Having witnessed the Sex Pistols in London during the early part of 1976, Pete Shelley and Howard Devoto travelled back to their native Bolton and formed Buzzcocks. With the release of their debut Spiral Scratch EP, they became only the third British band to release a punk record, following The Damned’s ‘New Rose’ and The Sex Pistols’ ‘Anarchy in the UK’. Devoto left soon after to form Magazine and Shelley took over as the group’s primary songwriter, which resulted in the band releasing some of the most consistently catchy punk singles of the era.
It may seem odd that Shelley and Diggle, who are both now 61, are still playing tunes that revolve around topics such as unrequited love, suicide and masturbation forty years on.
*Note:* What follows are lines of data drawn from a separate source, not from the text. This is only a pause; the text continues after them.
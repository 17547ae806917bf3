use std::path::PathBuf;

use clap::{Args, Parser, Subcommand};
use ventwise_core::UnitSystem;
use ventwise_weather::LocationQuery;

/// Should you open the windows? Compares indoor and outdoor absolute humidity.
#[derive(Debug, Parser)]
#[command(name = "ventwise", version, about)]
pub struct Cli {
    /// Enable debug logging
    #[arg(short, long, global = true)]
    pub verbose: bool,

    /// Use this config file instead of the default location
    #[arg(long, global = true, value_name = "PATH")]
    pub config: Option<PathBuf>,

    /// Override the configured unit system (metric or imperial)
    #[arg(long, global = true, value_name = "UNITS")]
    pub unit: Option<UnitSystem>,

    #[command(subcommand)]
    pub command: Command,
}

#[derive(Debug, Subcommand)]
pub enum Command {
    /// Recommend opening or closing windows
    Advise(AdviseArgs),
    /// Show current outdoor conditions
    Weather(LocationArgs),
    /// Search for a city by name
    Search {
        /// City name, e.g. "Portland, Oregon"
        query: String,
    },
    /// Manage saved indoor conditions
    Indoor {
        #[command(subcommand)]
        action: IndoorCommand,
    },
    /// Inspect the configuration
    Config {
        #[command(subcommand)]
        action: ConfigCommand,
    },
}

#[derive(Debug, Args)]
pub struct AdviseArgs {
    #[command(flatten)]
    pub location: LocationArgs,

    /// Indoor temperature in the active unit system (defaults to the saved value)
    #[arg(long, value_name = "TEMP", allow_hyphen_values = true)]
    pub indoor_temp: Option<String>,

    /// Indoor relative humidity in % (defaults to the saved value)
    #[arg(long, value_name = "RH")]
    pub indoor_humidity: Option<String>,

    /// Remember the given indoor conditions for next time
    #[arg(long)]
    pub save: bool,

    /// Print how the recommendation was calculated
    #[arg(long)]
    pub explain: bool,
}

#[derive(Debug, Args)]
pub struct LocationArgs {
    /// City to look up instead of the configured location
    #[arg(long, conflicts_with_all = ["lat", "lon"])]
    pub city: Option<String>,

    /// Latitude in decimal degrees
    #[arg(long, requires = "lon", allow_hyphen_values = true)]
    pub lat: Option<f64>,

    /// Longitude in decimal degrees
    #[arg(long, requires = "lat", allow_hyphen_values = true)]
    pub lon: Option<f64>,
}

impl LocationArgs {
    pub fn query(&self) -> LocationQuery {
        match (&self.city, self.lat, self.lon) {
            (Some(city), _, _) => LocationQuery::City(city.clone()),
            (None, Some(latitude), Some(longitude)) => LocationQuery::Coordinates {
                latitude,
                longitude,
            },
            _ => LocationQuery::Configured,
        }
    }
}

#[derive(Debug, Subcommand)]
pub enum IndoorCommand {
    /// Save indoor temperature and relative humidity
    Set {
        #[arg(allow_hyphen_values = true)]
        temperature: String,
        humidity: String,
    },
    /// Show the saved indoor conditions
    Show,
    /// Forget the saved indoor conditions
    Clear,
}

#[derive(Debug, Subcommand)]
pub enum ConfigCommand {
    /// Print the active configuration as TOML
    Show,
    /// Check the configuration and list warnings
    Validate,
}
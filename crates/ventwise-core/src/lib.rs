pub mod config;
pub mod error;

pub use config::{
    Config, GeocodingConfig, LocationConfig, UnitSystem, ValidationResult, WeatherConfig,
};
pub use error::{
    AppError, ConfigError, InputError, NetworkError, StorageError, WeatherError,
};

use anyhow::Result;

/// Initialize logging for the application.
///
/// `RUST_LOG` wins when set; otherwise `warn`, or `debug` when `verbose`.
pub fn init(verbose: bool) -> Result<()> {
    let default_level = if verbose { "debug" } else { "warn" };

    tracing_subscriber::fmt()
        .with_env_filter(
            tracing_subscriber::EnvFilter::try_from_default_env()
                .unwrap_or_else(|_| tracing_subscriber::EnvFilter::new(default_level)),
        )
        .with_writer(std::io::stderr)
        .try_init()
        .map_err(|e| anyhow::anyhow!("Failed to initialize logging: {}", e))?;

    tracing::debug!("Ventwise core initialized");
    Ok(())
}
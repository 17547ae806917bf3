//! Open-Meteo forecast client.

use chrono::{NaiveDateTime, Timelike, Utc};
use reqwest::Client;
use serde::Deserialize;
use std::sync::Arc;
use std::time::Duration;
use tracing::instrument;
use ventwise_core::{UnitSystem, WeatherConfig};

use crate::retry::{send_with_backoff, Backoff};
use crate::types::{HourlyReading, Location, OutdoorWeather, Sky, WeatherError, WeatherReport};

const FORECAST_PATH: &str = "/v1/forecast";
const HOURLY_FIELDS: &str = "relativehumidity_2m,temperature_2m,precipitation_probability";
const TIME_FORMAT: &str = "%Y-%m-%dT%H:%M";

#[derive(Debug, Deserialize)]
struct ForecastResponse {
    current_weather: CurrentWeatherBlock,
    hourly: HourlyBlock,
}

#[derive(Debug, Deserialize)]
struct CurrentWeatherBlock {
    time: String,
    temperature: f64,
    windspeed: f64,
    winddirection: f64,
    weathercode: i32,
}

#[derive(Debug, Deserialize)]
struct HourlyBlock {
    time: Vec<String>,
    relativehumidity_2m: Vec<Option<f64>>,
    temperature_2m: Vec<Option<f64>>,
    #[serde(default)]
    precipitation_probability: Vec<Option<f64>>,
}

#[derive(Debug, Clone)]
pub struct WeatherProvider {
    client: Arc<Client>,
    base_url: String,
    unit: UnitSystem,
    backoff: Backoff,
}

impl WeatherProvider {
    pub fn new(config: &WeatherConfig, unit: UnitSystem) -> Result<Self, WeatherError> {
        let client = Client::builder()
            .timeout(Duration::from_secs(config.timeout_secs))
            .build()?;

        Ok(Self {
            client: Arc::new(client),
            base_url: config.api_url.trim_end_matches('/').to_string(),
            unit,
            backoff: Backoff::with_retries(config.max_retries),
        })
    }

    pub fn unit(&self) -> UnitSystem {
        self.unit
    }

    /// Fetch current conditions and today's hourly series for `location`.
    #[instrument(
        skip(self),
        fields(lat = location.latitude, lon = location.longitude),
        level = "info"
    )]
    pub async fn fetch(&self, location: &Location) -> Result<WeatherReport, WeatherError> {
        let url = format!("{}{}", self.base_url, FORECAST_PATH);
        let mut query: Vec<(&str, String)> = vec![
            ("latitude", location.latitude.to_string()),
            ("longitude", location.longitude.to_string()),
            ("hourly", HOURLY_FIELDS.to_string()),
            ("current_weather", "true".to_string()),
            ("timezone", "auto".to_string()),
        ];
        if self.unit == UnitSystem::Imperial {
            query.push(("temperature_unit", "fahrenheit".to_string()));
            query.push(("windspeed_unit", "mph".to_string()));
        }

        tracing::debug!("Requesting forecast from {}", url);
        let response = send_with_backoff(&self.backoff, || {
            self.client.get(&url).query(&query).send()
        })
        .await?;

        let status = response.status();
        if !status.is_success() {
            let message = response.text().await.unwrap_or_default();
            return Err(WeatherError::Api {
                status: status.as_u16(),
                message,
            });
        }

        let body: ForecastResponse = response
            .json()
            .await
            .map_err(|e| WeatherError::Parse(e.to_string()))?;

        let report = build_report(body, location.clone(), self.unit)?;
        tracing::info!(
            "Outdoor conditions at {}: {}{} / {}% RH",
            report.location.label(),
            report.current.temperature,
            self.unit.temperature_symbol(),
            report.current.humidity
        );
        Ok(report)
    }
}

fn parse_time(raw: &str) -> Result<NaiveDateTime, WeatherError> {
    NaiveDateTime::parse_from_str(raw, TIME_FORMAT)
        .map_err(|e| WeatherError::Parse(format!("bad timestamp '{}': {}", raw, e)))
}

fn build_report(
    body: ForecastResponse,
    location: Location,
    unit: UnitSystem,
) -> Result<WeatherReport, WeatherError> {
    let current = body.current_weather;
    let hourly = body.hourly;
    let observed_at = parse_time(&current.time)?;

    let times = hourly
        .time
        .iter()
        .map(|t| parse_time(t))
        .collect::<Result<Vec<_>, _>>()?;

    let closest = closest_index(&times, observed_at)
        .ok_or_else(|| WeatherError::Parse("forecast has no hourly entries".to_string()))?;

    let humidity = hourly
        .relativehumidity_2m
        .get(closest)
        .copied()
        .flatten()
        .ok_or_else(|| WeatherError::Parse("outdoor humidity missing from forecast".to_string()))?;

    let precipitation_chance = hourly
        .precipitation_probability
        .get(closest)
        .copied()
        .flatten();

    let today = observed_at.date();
    let hourly_today = times
        .iter()
        .enumerate()
        .filter(|(_, t)| t.date() == today)
        .filter_map(|(i, t)| {
            let humidity = hourly.relativehumidity_2m.get(i).copied().flatten()?;
            let temperature = hourly.temperature_2m.get(i).copied().flatten()?;
            Some(HourlyReading {
                hour: t.hour(),
                temperature,
                humidity,
            })
        })
        .collect();

    Ok(WeatherReport {
        current: OutdoorWeather {
            temperature: current.temperature,
            humidity,
            wind_speed: current.windspeed,
            wind_direction_degrees: current.winddirection,
            precipitation_chance,
            weather_code: current.weathercode,
            sky: Sky::from_wmo_code(current.weathercode),
            observed_at,
        },
        hourly_today,
        location,
        unit,
        fetched_at: Utc::now(),
    })
}

/// Index of the timestamp nearest to `target`; the earliest wins ties.
fn closest_index(times: &[NaiveDateTime], target: NaiveDateTime) -> Option<usize> {
    times
        .iter()
        .enumerate()
        .min_by_key(|(i, t)| ((**t - target).num_seconds().abs(), *i))
        .map(|(i, _)| i)
}
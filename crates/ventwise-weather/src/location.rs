//! Which place to fetch weather for.

use crate::geocode::Geocoder;
use crate::types::{Location, LocationError, WeatherError};
use ventwise_core::LocationConfig;

#[derive(Debug, Clone, PartialEq)]
pub enum LocationQuery {
    /// Explicit coordinates; a place name is looked up for display.
    Coordinates { latitude: f64, longitude: f64 },
    /// City name, resolved to the best search match.
    City(String),
    /// The location saved in the configuration.
    Configured,
}

pub async fn resolve_location(
    query: &LocationQuery,
    configured: &LocationConfig,
    geocoder: &Geocoder,
) -> Result<Location, WeatherError> {
    match query {
        LocationQuery::Coordinates {
            latitude,
            longitude,
        } => {
            let mut location = Location::new(*latitude, *longitude)?;
            location.city_name = geocoder.reverse(&location).await;
            Ok(location)
        }
        LocationQuery::City(name) => {
            let best = geocoder
                .search(name)
                .await
                .into_iter()
                .next()
                .ok_or_else(|| LocationError::NotFound(name.clone()))?;
            tracing::info!("Resolved '{}' to {}", name, best.name);
            Ok(Location::from(best))
        }
        LocationQuery::Configured => Ok(Location::from(configured)),
    }
}
use chrono::{DateTime, NaiveDateTime, Utc};
use serde::{Deserialize, Serialize};
use ventwise_core::{LocationConfig, UnitSystem};

/// Broad sky category for a WMO code, coarser than [`wmo_code_description`].
#[derive(Debug, Clone, Copy, PartialEq, Eq, Serialize, Deserialize)]
#[serde(rename_all = "snake_case")]
pub enum Sky {
    Clear,
    Cloudy,
    Fog,
    Rain,
    Snow,
    Thunderstorm,
    Unknown,
}

impl Sky {
    pub fn from_wmo_code(code: i32) -> Self {
        match code {
            0 | 1 => Self::Clear,
            2 | 3 => Self::Cloudy,
            45..=48 => Self::Fog,
            51..=67 | 80..=82 => Self::Rain,
            71..=77 | 85 | 86 => Self::Snow,
            95..=99 => Self::Thunderstorm,
            _ => Self::Unknown,
        }
    }

    pub fn label(self) -> &'static str {
        match self {
            Self::Clear => "clear",
            Self::Cloudy => "cloudy",
            Self::Fog => "fog",
            Self::Rain => "rain",
            Self::Snow => "snow",
            Self::Thunderstorm => "storm",
            Self::Unknown => "unknown",
        }
    }
}

/// Exact WMO code description, "Unknown" for codes Open-Meteo doesn't emit.
pub fn wmo_code_description(code: i32) -> &'static str {
    match code {
        0 => "Clear sky",
        1 => "Mainly clear",
        2 => "Partly cloudy",
        3 => "Overcast",
        45 => "Fog",
        48 => "Depositing rime fog",
        51 => "Light drizzle",
        53 => "Moderate drizzle",
        55 => "Dense drizzle",
        56 => "Light freezing drizzle",
        57 => "Dense freezing drizzle",
        61 => "Slight rain",
        63 => "Moderate rain",
        65 => "Heavy rain",
        66 => "Light freezing rain",
        67 => "Heavy freezing rain",
        71 => "Slight snow fall",
        73 => "Moderate snow fall",
        75 => "Heavy snow fall",
        77 => "Snow grains",
        80 => "Slight rain showers",
        81 => "Moderate rain showers",
        82 => "Violent rain showers",
        85 => "Slight snow showers",
        86 => "Heavy snow showers",
        95 => "Thunderstorm",
        96 => "Thunderstorm with slight hail",
        99 => "Thunderstorm with heavy hail",
        _ => "Unknown",
    }
}

/// One-line summary for a WMO code that embeds a humidity label
/// ("Low", "Very High", ...).
pub fn weather_sentence(code: i32, humidity_label: &str) -> String {
    let h = humidity_label.to_lowercase();
    match code {
        0 => format!(
            "It's a clear and sunny day with {h} humidity. Perfect for outdoor activities!"
        ),
        1 => format!("Mostly clear skies today with {h} humidity. Enjoy the sunshine!"),
        2 => format!("Partly cloudy skies with {h} humidity. A great day for a walk."),
        3 => format!("Overcast conditions with {h} humidity. Might feel a bit chilly."),
        45 => format!("Foggy morning with {h} humidity. Drive safely!"),
        48 => format!("Depositing rime fog is present with {h} humidity. Visibility is reduced."),
        51 => format!("Light drizzle falling with {h} humidity. You might need an umbrella."),
        53 => format!("Moderate drizzle making it a bit damp outside. Humidity is {h}."),
        55 => format!("Dense drizzle causing reduced visibility. Humidity levels are {h}."),
        56 => format!("Light freezing drizzle occurring with {h} humidity. Be cautious!"),
        57 => format!("Dense freezing drizzle making roads slippery. Humidity stands at {h}."),
        61 => format!(
            "Slight rain is falling with {h} humidity. A good day for indoor activities."
        ),
        63 => format!(
            "Moderate rain expected today. Don't forget your raincoat! Humidity is {h}."
        ),
        65 => format!("Heavy rain pouring down with {h} humidity. Stay dry and safe!"),
        66 => format!("Light freezing rain making surfaces icy. Humidity is around {h}."),
        67 => format!("Heavy freezing rain causing hazardous conditions. Humidity stands at {h}."),
        71 => format!(
            "Slight snow beginning to fall. Enjoy the winter scenery! Humidity is at {h}."
        ),
        73 => format!("Moderate snow accumulating on the ground with {h} humidity."),
        75 => format!(
            "Heavy snow falling. Stay warm and indoors if possible! Humidity levels are {h}."
        ),
        77 => format!("Snow grains present with {h} humidity. It's lightly snowing."),
        80 => format!("Slight rain showers passing by. Humidity is {h}."),
        81 => format!("Moderate rain showers on the way. Humidity levels are {h}."),
        82 => format!("Violent rain showers causing disruptions. Humidity stands at {h}."),
        85 => format!("Slight snow showers dusting the area. Humidity is around {h}."),
        86 => format!("Heavy snow showers making travel difficult. Humidity levels are {h}."),
        95 => format!("Thunderstorms brewing with {h} humidity. Stay indoors and safe!"),
        96 => format!("Thunderstorms with slight hail occurring. Humidity stands at {h}."),
        99 => format!("Thunderstorms with heavy hail happening. Take cover! Humidity is {h}."),
        _ => format!("Weather conditions are currently unknown with {h} humidity. Stay prepared!"),
    }
}

/// 8-point compass direction for a bearing in degrees (any sign or magnitude).
pub fn wind_direction(degrees: f64) -> &'static str {
    const DIRECTIONS: [&str; 8] = ["N", "NE", "E", "SE", "S", "SW", "W", "NW"];
    let normalized = degrees.rem_euclid(360.0);
    let index = (normalized / 45.0).round() as usize % DIRECTIONS.len();
    DIRECTIONS[index]
}

/// Plain-language precipitation probability.
pub fn precipitation_description(probability: f64) -> &'static str {
    if probability >= 90.0 {
        "Very likely to rain"
    } else if probability >= 70.0 {
        "High chance of rain"
    } else if probability >= 40.0 {
        "Some rain"
    } else if probability >= 10.0 {
        "Low chance of rain"
    } else {
        "No rain today"
    }
}

/// Where the forecast is for
#[derive(Debug, Clone, PartialEq, Serialize, Deserialize)]
pub struct Location {
    pub latitude: f64,
    pub longitude: f64,
    pub city_name: Option<String>,
}

impl Location {
    pub fn new(latitude: f64, longitude: f64) -> Result<Self, LocationError> {
        if !(-90.0..=90.0).contains(&latitude) || !(-180.0..=180.0).contains(&longitude) {
            return Err(LocationError::InvalidCoordinates {
                latitude,
                longitude,
            });
        }
        Ok(Self {
            latitude,
            longitude,
            city_name: None,
        })
    }

    pub fn with_city(mut self, city: impl Into<String>) -> Self {
        self.city_name = Some(city.into());
        self
    }

    /// Name for display: the city when known, coordinates otherwise.
    pub fn label(&self) -> String {
        match &self.city_name {
            Some(city) => city.clone(),
            None => format!("{:.4}, {:.4}", self.latitude, self.longitude),
        }
    }
}

impl From<&LocationConfig> for Location {
    fn from(config: &LocationConfig) -> Self {
        Self {
            latitude: config.latitude,
            longitude: config.longitude,
            city_name: config.city.clone(),
        }
    }
}

/// A city search result
#[derive(Debug, Clone, PartialEq, Serialize, Deserialize)]
pub struct CityMatch {
    pub name: String,
    pub latitude: f64,
    pub longitude: f64,
}

impl From<CityMatch> for Location {
    fn from(city: CityMatch) -> Self {
        Self {
            latitude: city.latitude,
            longitude: city.longitude,
            city_name: Some(city.name),
        }
    }
}

/// Current outdoor conditions, in the unit system the provider was created with
#[derive(Debug, Clone, Serialize, Deserialize)]
pub struct OutdoorWeather {
    pub temperature: f64,
    /// Relative humidity (%) from the hourly entry closest to `observed_at`
    pub humidity: f64,
    pub wind_speed: f64,
    pub wind_direction_degrees: f64,
    pub precipitation_chance: Option<f64>,
    pub weather_code: i32,
    pub sky: Sky,
    /// Local time at the location
    pub observed_at: NaiveDateTime,
}

impl OutdoorWeather {
    pub fn wind_direction(&self) -> &'static str {
        wind_direction(self.wind_direction_degrees)
    }

    pub fn condition_description(&self) -> &'static str {
        wmo_code_description(self.weather_code)
    }

    pub fn sentence(&self, humidity_label: &str) -> String {
        weather_sentence(self.weather_code, humidity_label)
    }
}

/// Hourly entry for today's series
#[derive(Debug, Clone, PartialEq, Serialize, Deserialize)]
pub struct HourlyReading {
    /// Hour of day, local time (0-23)
    pub hour: u32,
    pub temperature: f64,
    pub humidity: f64,
}

/// One forecast fetch: current conditions plus today's hourly series
#[derive(Debug, Clone, Serialize, Deserialize)]
pub struct WeatherReport {
    pub current: OutdoorWeather,
    pub hourly_today: Vec<HourlyReading>,
    pub location: Location,
    pub unit: UnitSystem,
    pub fetched_at: DateTime<Utc>,
}

impl WeatherReport {
    /// Earliest hour with the lowest relative humidity today.
    pub fn lowest_humidity_hour(&self) -> Option<&HourlyReading> {
        self.hourly_today.iter().fold(None, |lowest, entry| match lowest {
            Some(current) if current.humidity <= entry.humidity => Some(current),
            _ => Some(entry),
        })
    }
}

/// Location resolution errors
#[derive(Debug, thiserror::Error)]
pub enum LocationError {
    #[error("No city found matching '{0}'")]
    NotFound(String),
    #[error("Invalid coordinates: {latitude}, {longitude}")]
    InvalidCoordinates { latitude: f64, longitude: f64 },
}

/// Forecast and geocoding client errors
#[derive(Debug, thiserror::Error)]
pub enum WeatherError {
    #[error("Network error: {0}")]
    Network(#[from] reqwest::Error),
    #[error("API returned {status}: {message}")]
    Api { status: u16, message: String },
    #[error("Location error: {0}")]
    Location(#[from] LocationError),
    #[error("Parse error: {0}")]
    Parse(String),
}
use serde::{Deserialize, Serialize};
use ventwise_core::UnitSystem;

use crate::error::EvaluationError;

/// Hard limits accepted by [`Reading`]. Beyond these the Magnus and Kelvin
/// terms are no longer meaningful for ambient air.
pub const MIN_TEMPERATURE_C: f64 = -90.0;
pub const MAX_TEMPERATURE_C: f64 = 70.0;

/// Range expected for ambient air; values outside it are accepted but logged.
pub const PLAUSIBLE_TEMPERATURE_C: std::ops::RangeInclusive<f64> = -50.0..=60.0;

/// Which side of the window a reading belongs to.
#[derive(Debug, Clone, Copy, PartialEq, Eq)]
pub enum Side {
    Indoor,
    Outdoor,
}

impl Side {
    fn temperature_field(self) -> &'static str {
        match self {
            Side::Indoor => "indoor temperature",
            Side::Outdoor => "outdoor temperature",
        }
    }

    fn humidity_field(self) -> &'static str {
        match self {
            Side::Indoor => "indoor humidity",
            Side::Outdoor => "outdoor humidity",
        }
    }
}

/// A validated temperature/relative humidity pair in °C and %.
#[derive(Debug, Clone, Copy, PartialEq)]
pub struct Reading {
    temperature_celsius: f64,
    relative_humidity_percent: f64,
}

impl Reading {
    /// Build a reading from values already in °C.
    pub fn new(
        side: Side,
        temperature_celsius: f64,
        relative_humidity_percent: f64,
    ) -> Result<Self, EvaluationError> {
        let temperature_celsius = finite(side.temperature_field(), temperature_celsius)?;
        let relative_humidity_percent = finite(side.humidity_field(), relative_humidity_percent)?;

        in_range(
            side.temperature_field(),
            temperature_celsius,
            MIN_TEMPERATURE_C,
            MAX_TEMPERATURE_C,
        )?;
        in_range(side.humidity_field(), relative_humidity_percent, 0.0, 100.0)?;

        if !PLAUSIBLE_TEMPERATURE_C.contains(&temperature_celsius) {
            tracing::warn!(
                "{} of {:.1}°C is outside the usual ambient range",
                side.temperature_field(),
                temperature_celsius
            );
        }

        Ok(Self {
            temperature_celsius,
            relative_humidity_percent,
        })
    }

    /// Build a reading from a temperature in `unit`, converting to °C.
    pub fn in_unit(
        side: Side,
        temperature: f64,
        relative_humidity_percent: f64,
        unit: UnitSystem,
    ) -> Result<Self, EvaluationError> {
        let temperature = finite(side.temperature_field(), temperature)?;
        Self::new(side, unit.to_celsius(temperature), relative_humidity_percent)
    }

    pub fn temperature_celsius(&self) -> f64 {
        self.temperature_celsius
    }

    pub fn relative_humidity_percent(&self) -> f64 {
        self.relative_humidity_percent
    }
}

/// Indoor conditions as entered by the user and persisted.
///
/// Values stay as typed strings until evaluation so that a half-filled form
/// round-trips unchanged through storage.
#[derive(Debug, Clone, Default, PartialEq, Eq, Serialize, Deserialize)]
pub struct IndoorConditions {
    #[serde(default)]
    pub temperature: String,
    #[serde(default)]
    pub humidity: String,
}

impl IndoorConditions {
    pub fn new(temperature: impl Into<String>, humidity: impl Into<String>) -> Self {
        Self {
            temperature: temperature.into(),
            humidity: humidity.into(),
        }
    }

    /// Both fields have been filled in (not necessarily with valid numbers).
    pub fn is_complete(&self) -> bool {
        !self.temperature.trim().is_empty() && !self.humidity.trim().is_empty()
    }

    /// Parse into a reading, interpreting the temperature in `unit`.
    pub fn parse(&self, unit: UnitSystem) -> Result<Reading, EvaluationError> {
        let side = Side::Indoor;
        let temperature = parse_number(side.temperature_field(), &self.temperature)?;
        let humidity = parse_number(side.humidity_field(), &self.humidity)?;
        Reading::in_unit(side, temperature, humidity, unit)
    }
}

/// Outdoor conditions as reported by the forecast API, in the working unit system.
#[derive(Debug, Clone, Copy, PartialEq, Serialize, Deserialize)]
pub struct OutdoorReading {
    pub temperature: f64,
    pub humidity: f64,
}

impl OutdoorReading {
    pub fn new(temperature: f64, humidity: f64) -> Self {
        Self {
            temperature,
            humidity,
        }
    }

    pub fn parse(&self, unit: UnitSystem) -> Result<Reading, EvaluationError> {
        Reading::in_unit(Side::Outdoor, self.temperature, self.humidity, unit)
    }
}

fn parse_number(field: &'static str, raw: &str) -> Result<f64, EvaluationError> {
    let invalid = || EvaluationError::InvalidNumber {
        field,
        value: raw.to_string(),
    };
    let value: f64 = raw.trim().parse().map_err(|_| invalid())?;
    if value.is_finite() {
        Ok(value)
    } else {
        Err(invalid())
    }
}

fn finite(field: &'static str, value: f64) -> Result<f64, EvaluationError> {
    if value.is_finite() {
        Ok(value)
    } else {
        Err(EvaluationError::InvalidNumber {
            field,
            value: value.to_string(),
        })
    }
}

fn in_range(field: &'static str, value: f64, min: f64, max: f64) -> Result<(), EvaluationError> {
    if (min..=max).contains(&value) {
        Ok(())
    } else {
        Err(EvaluationError::OutOfRange {
            field,
            value,
            min,
            max,
        })
    }
}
However, when they have such a vast back catalogue of melodic punk nuggets to choose from, it’s hard to argue for a case against them doing so.
The ageing duo are joined by Chris Remington (bass) and Danny Farrant (drums), and the band blast straight into ‘Boredom’ from Spiral Scratch, which gets the packed-out ground floor in the mood from the off. No sooner is the opening number over, it’s time for ‘Fast Cars’ from their debut album Another Music in a Different Kitchen, a track which proves that the harmonising between Diggle and Shelley is as strong as ever.
There is a powerful rendition of ‘People Are Strange Machines’ from 2014’s The Way, that has the crowd pogoing throughout, while Diggle pulls out the first of many Pete Townshend-esque moves during ‘Whatever Happened To?’, ‘Autonomy’ and 2003’s ‘Sick City Sometimes’.
There is no let-up in the performance as they continue to discharge fast and furious favourites ‘Love You More’ and ‘Promises’, while ‘Noise Annoys’ and ‘You Say You Don’t Love Me’ sees the pogoing intensity levels and sing-a-longs hit fever pitch amongst the over exuberant audience. They finish up as they began, with a Devoto era number in ‘Times Up’, but unfortunately it’s one of several tracks throughout that suffers from muddled vocals.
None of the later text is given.